Fall/Winter Timetable

POL2024H1S L0101

Undergraduate Course Code: POL432H1S L0101

Feminist Theory: Challenges to Legal and Political Thought

Themes

For many years feminism has been about more than equality for women. It is about structures of inequality, how they are sustained and how they can be changed. The role of gender in those structures is a particular focus. This course takes up two basic questions: what should we want and how should we get there? There are three focal points for these questions: 1. Gender based violence; 2. The distribution of care work (e.g., child care, household care, elder care, and the work of sustaining relationships); and 3. The representation of gender norms (in media, social norms, self-understanding), and the potential for use of media to transform norms, including those around violence and care. In each case, there is an apparently clear answer to what we want: 1) an end of gender based violence, including, of course, violence against women, 2) a fair distribution of care work without disadvantage to those who do it, 3) forms of representation that foster mutual respect and self-respect. But beneath that apparent simplicity lie many disputed aspirations (even before we get to the also disputed questions of how to implement those aspirations). For example, both violence and representation involve contested questions of sexuality, its relations to dominance, and the optimal scope of freedom in forming and expressing sexual desire. Even the distribution of care work involves deep understandings of gender identity and thus also of sexuality.

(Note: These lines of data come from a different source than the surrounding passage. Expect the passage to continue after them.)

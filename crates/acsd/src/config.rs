//! Configuration file handling for acsd

use std::path::Path;

use acs_sdk::AcsConfig;
use anyhow::{Context, Result};
use tracing::warn;

/// Load configuration from a TOML file, or defaults when no path is given
pub fn load(path: Option<&Path>) -> Result<AcsConfig> {
    let Some(path) = path else {
        return Ok(AcsConfig::default());
    };
    let content = std::fs::read_to_string(path)
        .with_context(|| format!("Failed to read config file: {}", path.display()))?;
    toml::from_str(&content)
        .with_context(|| format!("Failed to parse config file: {}", path.display()))
}

/// Log every section that failed validation
///
/// Invalid sections only disable the feature that depends on them.
pub fn report_invalid_sections(config: &AcsConfig) -> usize {
    let errors = config.section_errors();
    for (section, error) in &errors {
        warn!(section = *section, error = %error, "Configuration section invalid");
    }
    errors.len()
}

The course is organized around readings that will foster discussion about the core aspirations that should shape both public policy and informal personal, organizational and community based efforts at transformation of norms.

Texts

All texts on Blackboard

Format and Requirements

Two 600 word written "comments" on the readings, 10% each; one group selection of materials on media representation with a comment on the reasons for selection, 10%; participation and two "responses" to another student’s comment (20%); 3300-4300 word paper on three of the readings (and some additional media “posts”) and a main theme of the course, 50%.